** Opening DATA FOR ANALYSIS block **

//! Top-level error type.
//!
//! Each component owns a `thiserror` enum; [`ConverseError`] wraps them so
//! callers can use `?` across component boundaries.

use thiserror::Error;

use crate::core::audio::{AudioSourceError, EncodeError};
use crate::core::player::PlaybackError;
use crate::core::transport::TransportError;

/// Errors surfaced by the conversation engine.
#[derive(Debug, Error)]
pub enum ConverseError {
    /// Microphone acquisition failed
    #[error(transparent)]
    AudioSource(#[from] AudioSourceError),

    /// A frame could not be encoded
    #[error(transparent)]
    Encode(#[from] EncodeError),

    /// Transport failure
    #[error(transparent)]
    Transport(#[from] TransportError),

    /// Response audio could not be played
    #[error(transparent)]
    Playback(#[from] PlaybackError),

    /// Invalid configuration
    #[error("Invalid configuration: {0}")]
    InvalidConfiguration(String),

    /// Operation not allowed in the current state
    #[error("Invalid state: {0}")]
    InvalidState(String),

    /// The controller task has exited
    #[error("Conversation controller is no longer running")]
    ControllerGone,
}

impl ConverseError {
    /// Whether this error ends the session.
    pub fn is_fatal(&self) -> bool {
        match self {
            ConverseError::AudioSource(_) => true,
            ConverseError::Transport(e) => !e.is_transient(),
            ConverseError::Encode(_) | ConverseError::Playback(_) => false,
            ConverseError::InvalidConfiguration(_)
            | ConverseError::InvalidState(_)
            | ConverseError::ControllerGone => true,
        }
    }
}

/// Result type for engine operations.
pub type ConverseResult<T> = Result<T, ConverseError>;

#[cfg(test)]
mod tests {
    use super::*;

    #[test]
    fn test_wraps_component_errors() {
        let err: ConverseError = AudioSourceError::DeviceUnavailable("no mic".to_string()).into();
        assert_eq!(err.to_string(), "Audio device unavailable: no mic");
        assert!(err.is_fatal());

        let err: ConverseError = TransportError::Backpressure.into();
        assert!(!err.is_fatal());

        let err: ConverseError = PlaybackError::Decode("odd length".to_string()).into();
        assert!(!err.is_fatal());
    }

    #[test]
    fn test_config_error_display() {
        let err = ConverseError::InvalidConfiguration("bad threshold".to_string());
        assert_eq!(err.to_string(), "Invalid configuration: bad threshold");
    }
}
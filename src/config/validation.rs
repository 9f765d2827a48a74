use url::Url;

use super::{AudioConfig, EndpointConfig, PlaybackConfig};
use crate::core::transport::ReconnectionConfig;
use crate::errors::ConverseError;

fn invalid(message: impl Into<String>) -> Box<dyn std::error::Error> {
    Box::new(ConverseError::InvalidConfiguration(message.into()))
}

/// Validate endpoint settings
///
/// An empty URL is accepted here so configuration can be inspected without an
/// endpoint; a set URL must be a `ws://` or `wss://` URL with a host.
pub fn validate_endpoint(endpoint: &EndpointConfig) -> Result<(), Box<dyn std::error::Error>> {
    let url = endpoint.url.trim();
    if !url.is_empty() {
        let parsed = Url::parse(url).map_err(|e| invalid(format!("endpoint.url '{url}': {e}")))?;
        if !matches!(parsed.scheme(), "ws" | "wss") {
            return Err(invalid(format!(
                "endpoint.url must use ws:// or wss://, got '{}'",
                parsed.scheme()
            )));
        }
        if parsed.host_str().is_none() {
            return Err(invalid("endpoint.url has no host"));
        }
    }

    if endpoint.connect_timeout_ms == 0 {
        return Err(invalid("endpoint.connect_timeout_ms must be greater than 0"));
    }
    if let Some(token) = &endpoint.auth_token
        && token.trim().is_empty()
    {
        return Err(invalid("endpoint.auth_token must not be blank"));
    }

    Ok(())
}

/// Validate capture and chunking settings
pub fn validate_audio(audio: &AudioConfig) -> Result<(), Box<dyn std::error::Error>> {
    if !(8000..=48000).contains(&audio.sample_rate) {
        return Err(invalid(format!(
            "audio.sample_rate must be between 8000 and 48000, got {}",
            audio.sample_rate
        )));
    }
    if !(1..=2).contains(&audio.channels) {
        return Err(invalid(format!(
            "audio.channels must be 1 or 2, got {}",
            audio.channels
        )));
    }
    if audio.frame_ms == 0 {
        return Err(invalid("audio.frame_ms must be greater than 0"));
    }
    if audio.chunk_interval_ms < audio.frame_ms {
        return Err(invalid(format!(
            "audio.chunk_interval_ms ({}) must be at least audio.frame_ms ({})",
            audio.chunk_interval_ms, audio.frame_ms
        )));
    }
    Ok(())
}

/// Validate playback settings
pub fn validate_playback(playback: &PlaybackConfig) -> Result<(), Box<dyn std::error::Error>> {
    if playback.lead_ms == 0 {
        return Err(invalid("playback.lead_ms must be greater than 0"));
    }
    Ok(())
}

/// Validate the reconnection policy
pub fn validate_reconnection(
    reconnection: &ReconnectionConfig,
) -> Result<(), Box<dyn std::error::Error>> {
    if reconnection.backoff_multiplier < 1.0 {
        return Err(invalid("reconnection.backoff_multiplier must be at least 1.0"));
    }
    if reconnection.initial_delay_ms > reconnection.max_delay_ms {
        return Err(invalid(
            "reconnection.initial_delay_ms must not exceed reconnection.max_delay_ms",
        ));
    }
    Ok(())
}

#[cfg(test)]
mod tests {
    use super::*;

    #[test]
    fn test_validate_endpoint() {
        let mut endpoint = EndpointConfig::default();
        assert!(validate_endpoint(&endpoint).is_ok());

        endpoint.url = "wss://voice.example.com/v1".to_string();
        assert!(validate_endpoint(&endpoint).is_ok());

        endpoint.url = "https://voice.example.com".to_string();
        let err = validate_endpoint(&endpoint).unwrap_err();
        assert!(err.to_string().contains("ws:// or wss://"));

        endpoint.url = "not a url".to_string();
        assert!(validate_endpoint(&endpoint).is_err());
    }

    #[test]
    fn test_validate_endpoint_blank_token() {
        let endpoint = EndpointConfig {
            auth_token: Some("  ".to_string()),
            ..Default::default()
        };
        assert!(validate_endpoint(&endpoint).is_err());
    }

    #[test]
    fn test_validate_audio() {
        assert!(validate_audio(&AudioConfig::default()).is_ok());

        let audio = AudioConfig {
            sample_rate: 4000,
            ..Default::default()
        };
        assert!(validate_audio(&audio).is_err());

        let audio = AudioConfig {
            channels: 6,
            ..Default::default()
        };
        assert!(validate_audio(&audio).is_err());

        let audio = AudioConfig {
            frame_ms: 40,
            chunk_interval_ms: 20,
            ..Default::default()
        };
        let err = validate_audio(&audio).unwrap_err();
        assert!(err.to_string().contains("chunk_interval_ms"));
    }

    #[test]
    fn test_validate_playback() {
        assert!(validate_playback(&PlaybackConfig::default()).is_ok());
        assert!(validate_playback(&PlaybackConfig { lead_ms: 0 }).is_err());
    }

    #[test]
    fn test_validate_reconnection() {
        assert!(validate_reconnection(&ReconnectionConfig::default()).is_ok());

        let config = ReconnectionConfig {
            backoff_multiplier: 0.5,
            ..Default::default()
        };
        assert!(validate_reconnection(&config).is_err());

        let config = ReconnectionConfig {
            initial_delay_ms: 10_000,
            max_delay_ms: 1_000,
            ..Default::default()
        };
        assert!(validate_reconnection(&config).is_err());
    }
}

** Closing DATA FOR ANALYSIS block **
** Opening DATA FOR ANALYSIS block **

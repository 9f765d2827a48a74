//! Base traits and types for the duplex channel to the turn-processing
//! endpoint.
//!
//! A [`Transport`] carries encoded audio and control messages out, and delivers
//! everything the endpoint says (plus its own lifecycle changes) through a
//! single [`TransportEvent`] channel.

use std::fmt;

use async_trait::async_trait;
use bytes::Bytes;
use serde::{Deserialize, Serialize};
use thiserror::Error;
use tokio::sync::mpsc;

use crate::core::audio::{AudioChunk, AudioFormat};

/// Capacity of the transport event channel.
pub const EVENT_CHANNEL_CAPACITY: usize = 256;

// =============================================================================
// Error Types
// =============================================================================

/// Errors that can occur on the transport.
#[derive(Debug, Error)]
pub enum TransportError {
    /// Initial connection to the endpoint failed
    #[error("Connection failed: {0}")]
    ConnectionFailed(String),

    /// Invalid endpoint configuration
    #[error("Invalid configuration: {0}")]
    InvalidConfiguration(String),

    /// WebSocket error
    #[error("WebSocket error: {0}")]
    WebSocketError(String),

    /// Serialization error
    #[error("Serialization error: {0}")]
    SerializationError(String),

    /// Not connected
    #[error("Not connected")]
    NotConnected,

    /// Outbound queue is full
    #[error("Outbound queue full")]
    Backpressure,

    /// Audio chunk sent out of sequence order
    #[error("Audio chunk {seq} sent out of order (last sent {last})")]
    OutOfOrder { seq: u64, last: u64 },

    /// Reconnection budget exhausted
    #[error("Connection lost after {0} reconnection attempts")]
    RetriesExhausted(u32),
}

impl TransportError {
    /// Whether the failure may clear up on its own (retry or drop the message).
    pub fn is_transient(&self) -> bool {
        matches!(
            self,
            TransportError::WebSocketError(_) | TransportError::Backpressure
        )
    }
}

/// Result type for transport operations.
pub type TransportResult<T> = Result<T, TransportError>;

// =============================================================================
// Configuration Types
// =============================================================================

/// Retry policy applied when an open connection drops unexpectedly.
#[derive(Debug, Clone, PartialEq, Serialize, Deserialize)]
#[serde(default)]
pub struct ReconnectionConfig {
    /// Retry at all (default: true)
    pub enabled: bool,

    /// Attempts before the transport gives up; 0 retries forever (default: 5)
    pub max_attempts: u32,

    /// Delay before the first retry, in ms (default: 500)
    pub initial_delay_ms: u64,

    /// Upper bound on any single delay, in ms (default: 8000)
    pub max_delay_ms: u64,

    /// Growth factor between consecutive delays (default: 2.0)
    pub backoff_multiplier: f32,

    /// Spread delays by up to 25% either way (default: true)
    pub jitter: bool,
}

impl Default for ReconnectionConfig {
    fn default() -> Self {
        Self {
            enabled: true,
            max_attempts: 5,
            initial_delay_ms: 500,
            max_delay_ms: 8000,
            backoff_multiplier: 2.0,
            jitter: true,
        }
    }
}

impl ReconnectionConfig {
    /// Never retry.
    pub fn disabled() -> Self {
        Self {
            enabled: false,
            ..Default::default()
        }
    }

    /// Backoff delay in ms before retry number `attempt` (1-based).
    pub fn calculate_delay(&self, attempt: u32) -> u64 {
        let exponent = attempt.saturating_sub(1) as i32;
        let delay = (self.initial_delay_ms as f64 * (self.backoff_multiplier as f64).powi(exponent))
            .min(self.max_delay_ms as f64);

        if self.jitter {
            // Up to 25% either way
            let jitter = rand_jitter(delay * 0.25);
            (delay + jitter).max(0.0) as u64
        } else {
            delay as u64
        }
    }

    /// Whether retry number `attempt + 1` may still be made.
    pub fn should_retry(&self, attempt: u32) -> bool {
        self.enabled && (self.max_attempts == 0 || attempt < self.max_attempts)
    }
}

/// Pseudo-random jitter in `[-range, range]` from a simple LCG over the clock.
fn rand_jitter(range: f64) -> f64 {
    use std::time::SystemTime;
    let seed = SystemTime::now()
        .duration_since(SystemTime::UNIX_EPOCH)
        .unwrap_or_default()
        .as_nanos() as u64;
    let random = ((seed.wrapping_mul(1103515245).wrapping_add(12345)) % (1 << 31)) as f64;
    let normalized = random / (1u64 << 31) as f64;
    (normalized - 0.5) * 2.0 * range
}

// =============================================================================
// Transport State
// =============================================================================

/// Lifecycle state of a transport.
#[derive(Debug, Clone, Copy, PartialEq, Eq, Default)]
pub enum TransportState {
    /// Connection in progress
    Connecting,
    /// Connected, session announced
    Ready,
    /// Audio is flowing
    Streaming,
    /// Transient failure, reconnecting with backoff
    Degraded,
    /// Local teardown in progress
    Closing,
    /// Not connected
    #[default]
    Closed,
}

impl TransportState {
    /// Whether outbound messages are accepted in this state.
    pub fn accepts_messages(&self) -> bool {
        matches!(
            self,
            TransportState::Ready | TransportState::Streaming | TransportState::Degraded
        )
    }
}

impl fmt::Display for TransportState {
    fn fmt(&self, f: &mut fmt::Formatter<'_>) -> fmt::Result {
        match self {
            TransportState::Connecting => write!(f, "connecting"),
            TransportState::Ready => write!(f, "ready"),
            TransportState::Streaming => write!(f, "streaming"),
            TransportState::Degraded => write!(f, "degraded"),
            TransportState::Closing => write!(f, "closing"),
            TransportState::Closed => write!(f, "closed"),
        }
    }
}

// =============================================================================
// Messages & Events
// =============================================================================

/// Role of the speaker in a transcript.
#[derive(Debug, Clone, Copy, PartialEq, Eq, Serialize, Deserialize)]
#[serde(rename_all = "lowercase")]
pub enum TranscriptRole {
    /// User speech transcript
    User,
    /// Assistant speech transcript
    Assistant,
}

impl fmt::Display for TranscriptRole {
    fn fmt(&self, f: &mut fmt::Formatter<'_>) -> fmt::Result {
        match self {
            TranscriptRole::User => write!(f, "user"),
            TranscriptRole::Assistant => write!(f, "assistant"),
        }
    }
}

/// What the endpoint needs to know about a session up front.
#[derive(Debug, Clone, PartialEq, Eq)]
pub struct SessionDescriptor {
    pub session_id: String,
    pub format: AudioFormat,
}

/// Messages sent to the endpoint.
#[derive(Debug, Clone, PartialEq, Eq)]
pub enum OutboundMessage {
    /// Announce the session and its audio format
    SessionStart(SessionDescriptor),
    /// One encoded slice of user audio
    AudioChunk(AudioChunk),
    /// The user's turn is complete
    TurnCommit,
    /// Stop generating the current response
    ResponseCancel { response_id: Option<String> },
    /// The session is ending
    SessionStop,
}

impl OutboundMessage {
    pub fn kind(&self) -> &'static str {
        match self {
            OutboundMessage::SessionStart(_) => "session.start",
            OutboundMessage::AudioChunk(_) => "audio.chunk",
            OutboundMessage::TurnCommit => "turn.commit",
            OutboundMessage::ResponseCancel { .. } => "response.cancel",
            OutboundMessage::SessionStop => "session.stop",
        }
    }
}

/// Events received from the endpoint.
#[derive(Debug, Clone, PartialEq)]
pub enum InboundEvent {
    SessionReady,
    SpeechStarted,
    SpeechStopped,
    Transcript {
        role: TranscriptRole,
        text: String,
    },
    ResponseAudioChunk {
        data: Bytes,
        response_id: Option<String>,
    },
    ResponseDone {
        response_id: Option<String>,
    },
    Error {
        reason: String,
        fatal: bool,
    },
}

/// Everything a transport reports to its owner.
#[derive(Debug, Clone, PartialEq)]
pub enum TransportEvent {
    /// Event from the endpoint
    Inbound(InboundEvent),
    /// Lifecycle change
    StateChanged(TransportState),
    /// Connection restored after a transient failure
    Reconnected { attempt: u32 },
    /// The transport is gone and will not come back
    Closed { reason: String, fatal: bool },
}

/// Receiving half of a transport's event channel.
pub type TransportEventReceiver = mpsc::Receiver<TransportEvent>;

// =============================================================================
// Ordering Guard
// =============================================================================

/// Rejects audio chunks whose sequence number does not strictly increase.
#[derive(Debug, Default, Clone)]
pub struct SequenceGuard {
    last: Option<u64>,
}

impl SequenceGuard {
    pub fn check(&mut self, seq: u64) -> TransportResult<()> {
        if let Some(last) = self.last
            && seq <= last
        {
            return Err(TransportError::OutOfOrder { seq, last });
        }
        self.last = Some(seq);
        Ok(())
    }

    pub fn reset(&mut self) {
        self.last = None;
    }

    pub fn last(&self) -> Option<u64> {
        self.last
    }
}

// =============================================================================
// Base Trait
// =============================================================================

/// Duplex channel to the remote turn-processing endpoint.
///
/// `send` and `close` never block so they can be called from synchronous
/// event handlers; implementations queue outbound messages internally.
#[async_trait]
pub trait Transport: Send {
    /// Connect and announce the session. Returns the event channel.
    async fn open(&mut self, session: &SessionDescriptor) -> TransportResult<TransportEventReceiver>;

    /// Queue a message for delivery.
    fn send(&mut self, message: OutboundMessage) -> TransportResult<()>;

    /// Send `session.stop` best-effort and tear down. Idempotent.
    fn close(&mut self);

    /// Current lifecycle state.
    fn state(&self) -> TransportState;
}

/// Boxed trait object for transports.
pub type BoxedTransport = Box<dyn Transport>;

** Closing DATA FOR ANALYSIS block **

**TASK DETAILS**. Among the records above, only the lines between the line holding "Audio is flowing" and the line holding "its audio format", inclusive, are to be output, exactly as written.

**ANSWER TO THE EXERCISE**.
    /// Audio is flowing
    Streaming,
    /// Transient failure, reconnecting with backoff
    Degraded,
    /// Local teardown in progress
    Closing,
    /// Not connected
    #[default]
    Closed,
}

impl TransportState {
    /// Whether outbound messages are accepted in this state.
    pub fn accepts_messages(&self) -> bool {
        matches!(
            self,
            TransportState::Ready | TransportState::Streaming | TransportState::Degraded
        )
    }
}

impl fmt::Display for TransportState {
    fn fmt(&self, f: &mut fmt::Formatter<'_>) -> fmt::Result {
        match self {
            TransportState::Connecting => write!(f, "connecting"),
            TransportState::Ready => write!(f, "ready"),
            TransportState::Streaming => write!(f, "streaming"),
            TransportState::Degraded => write!(f, "degraded"),
            TransportState::Closing => write!(f, "closing"),
            TransportState::Closed => write!(f, "closed"),
        }
    }
}

// =============================================================================
// Messages & Events
// =============================================================================

/// Role of the speaker in a transcript.
#[derive(Debug, Clone, Copy, PartialEq, Eq, Serialize, Deserialize)]
#[serde(rename_all = "lowercase")]
pub enum TranscriptRole {
    /// User speech transcript
    User,
    /// Assistant speech transcript
    Assistant,
}

impl fmt::Display for TranscriptRole {
    fn fmt(&self, f: &mut fmt::Formatter<'_>) -> fmt::Result {
        match self {
            TranscriptRole::User => write!(f, "user"),
            TranscriptRole::Assistant => write!(f, "assistant"),
        }
    }
}

/// What the endpoint needs to know about a session up front.
#[derive(Debug, Clone, PartialEq, Eq)]
pub struct SessionDescriptor {
    pub session_id: String,
    pub format: AudioFormat,
}

/// Messages sent to the endpoint.
#[derive(Debug, Clone, PartialEq, Eq)]
pub enum OutboundMessage {
    /// Announce the session and its audio format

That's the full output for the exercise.